Blockhead - Funeral Balloons
S’il n’a pas chômé ces dernières années, Blockhead s’était surtout spécialisé dans les collaborations. Et si Capture The Sun, avec Illogic, parvenait à emporter la mise en 2013, la suite de ses aventures peinait à nous passionner autant.
1. The Chuckles
2. Bad Case of the Sundays
3. UFOMG
4. Zip It
5. Gobsmacked
6. Your Mom Is Mad High
7. Festival Paramedics
8. Cop Rock
9. Uncleback
10. Macgruber
11. Escape From NY
12. Funeral Balloons
Il en allait ainsi de Justplaywitit et Keep Playin’, tous deux réalisés avec Marq Spekt, et même du Gone Long de 2015 en tant que The Mighty Jones produit aux côtés de Joanna Erdos, Jeremy Gibson, Damien Paris et Bay Li Mckeithan. Même Bells And Whistles, la dernière sortie en solitaire du producteur américain n’atteignait pas les cimes de ses réalisations précédentes.
Dès lors, la tentation est grande de penser que, tels RJD2 et Pretty Lights, Blockhead n’a plus grand-chose à exprimer et que l’ensemble du versant incisif de l’abtract hip-hop est mort. Funeral Balloons tend à contredire cette hypothèse.
Sans toutefois atteindre les sommets de The Music Scene, chef-d’œuvre inégalé de la discographie du New Yorkais, cette dernière production constitue probablement ce que Blockhead a fait de mieux au cours de la décennie actuelle.
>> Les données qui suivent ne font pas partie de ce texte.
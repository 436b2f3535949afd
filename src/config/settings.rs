//! Process settings from environment (optionally seeded from `.env`).

use std::str::FromStr;
use thiserror::Error;

#[derive(Error, Debug)]
pub enum SettingsError {
    #[error("invalid value for {key}: '{value}'")]
    Invalid { key: &'static str, value: String },
}

#[derive(Clone, Debug)]
pub struct Settings {
    /// Absent means the in-memory store is used.
    pub database_url: Option<String>,
    pub db_max_connections: u32,
    /// PostgreSQL schema holding resource tables.
    pub schema: String,
    /// Prefix for every resource route.
    pub api_base_path: String,
    pub default_page_limit: u32,
    pub max_page_limit: u32,
    /// Write the audit entry in the same transaction as the mutation.
    pub atomic_audit: bool,
    pub bind_addr: String,
}

impl Default for Settings {
    fn default() -> Self {
        Settings {
            database_url: None,
            db_max_connections: 5,
            schema: "public".into(),
            api_base_path: "/api".into(),
            default_page_limit: 10,
            max_page_limit: 1000,
            atomic_audit: true,
            bind_addr: "0.0.0.0:3000".into(),
        }
    }
}

impl Settings {
    /// Load `.env` if present, then read settings from the environment.
    pub fn load() -> Result<Self, SettingsError> {
        dotenvy::dotenv().ok();
        Self::from_lookup(|k| std::env::var(k).ok())
    }

    /// Read settings through an arbitrary key lookup; unset keys keep their defaults.
    pub fn from_lookup(lookup: impl Fn(&str) -> Option<String>) -> Result<Self, SettingsError> {
        let defaults = Settings::default();
        let get = |k: &str| lookup(k).filter(|v| !v.trim().is_empty());
        Ok(Settings {
            database_url: get("DATABASE_URL"),
            db_max_connections: parse(&get, "DB_MAX_CONNECTIONS", defaults.db_max_connections)?,
            schema: get("RESOURCE_SCHEMA").unwrap_or(defaults.schema),
            api_base_path: normalize_base_path(get("API_BASE_PATH").unwrap_or(defaults.api_base_path)),
            default_page_limit: parse(&get, "DEFAULT_PAGE_LIMIT", defaults.default_page_limit)?,
            max_page_limit: parse(&get, "MAX_PAGE_LIMIT", defaults.max_page_limit)?,
            atomic_audit: parse_bool(&get, "ATOMIC_AUDIT", defaults.atomic_audit)?,
            bind_addr: get("BIND_ADDR").unwrap_or(defaults.bind_addr),
        })
    }
}

fn normalize_base_path(p: String) -> String {
    let trimmed = p.trim().trim_end_matches('/');
    if trimmed.is_empty() || trimmed.starts_with('/') {
        trimmed.to_string()
    } else {
        format!("/{}", trimmed)
    }
}

fn parse<T: FromStr>(
    get: &impl Fn(&str) -> Option<String>,
    key: &'static str,
    default: T,
) -> Result<T, SettingsError> {
    match get(key) {
        None => Ok(default),
        Some(v) => v.trim().parse().map_err(|_| SettingsError::Invalid { key, value: v }),
    }
}

fn parse_bool(
    get: &impl Fn(&str) -> Option<String>,
    key: &'static str,
    default: bool,
) -> Result<bool, SettingsError> {
    match get(key) {
        None => Ok(default),
        Some(v) => match v.trim().to_lowercase().as_str() {
            "1" | "true" | "yes" | "on" => Ok(true),
            "0" | "false" | "no" | "off" => Ok(false),
            _ => Err(SettingsError::Invalid { key, value: v }),
        },
    }
}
Que les hésitations de Bells And Whistles paraissent éloignées lorsque l’artiste s’autorise à franchir toutes les frontières, du trip-hop à l’électronique en passant par le rock, le jazz ou même la soul.
C’est surtout un déluge d’émotions diverses qui envahit l’auditeur, du sentiment de plénitude qui se dégage de la reprise de guitare aux deux tiers de l’introductif The Chuckles, au spleen mélanco-dramatique d’un Funeral Balloons final dominé par des arrangements de cordes déchirants qui évitent toutefois d’être larmoyants. Blockhead parvient toujours à tuer dans l’œuf l’idée d’un excès d’emphase en remettant les rythmiques tranchantes à l’honneur lorsque l’emphase tend à être trop conséquente.
Les boîtes à rythme addictives d’un Gobsmacked abrasif à la progression toute en tension générée par des digressions de cordes synthétiques vibrantes n’est pas sans rappeler Emancipator, tandis que le chant aux variations tribales d’Ufomg accompagne une production à la fois contondante et ethnique.
Les ambiances cinématographiques d’un Your Mom Is Mad High construit en escalier pour faire grimper progressivement la tension tout en y mêlant des éléments électroniques à des sonorités plus orientales ont tôt fait d’évoquer DJ Krush, du moins sur la première partie de ce titre en rupture où la guitare acoustique associée à des samples vocaux agonisants dresse ensuite une ambiance de sinistrose oppressante, à peine décrispée par des vents plus légers dans la dernière ligne droite de ce point d’orgue labyrinthique.
Zip It, autre sommet soutenu par des vents, jazzy et solennels cette fois, évite la grandiloquence et même l’excès d’emphase en se mariant admirablement à une partie rythmique assurée, mâtinée d’une certaine dimension glitch. La voix tortueuse apparaissant en cours de morceau confère alors à celui-ci un caractère downtempo qui lui permet de tutoyer le trip-hop.
L’électronique cosmico-massive d’un MacGruber aux faux-airs de Sixtoo, la ballade urbaine touche-à-tout Escape From NY ou la polyrythmie de l’abstractif Festival Paramedics sont autant de réussite tandis que l’audace de Blockhead apparaît également sur les relents rockabilly d’un Cop Rock évoluant vers un hybride de big beat tribal pour mieux revenir, de manière circulaire, aux samples vocaux largement inspirés par Elvis Presley.
Sans limite et sans frontière, l’ancien producteur d’Aesop Rock n’est désormais jamais aussi efficace que lorsqu’il travaille seul, et ce Funeral Balloons hanté et tout en tension mais jamais démuni de ses trouvailles abstract addictives constitue un album de choix dans une discographie pourtant déjà tout à fait recommandable.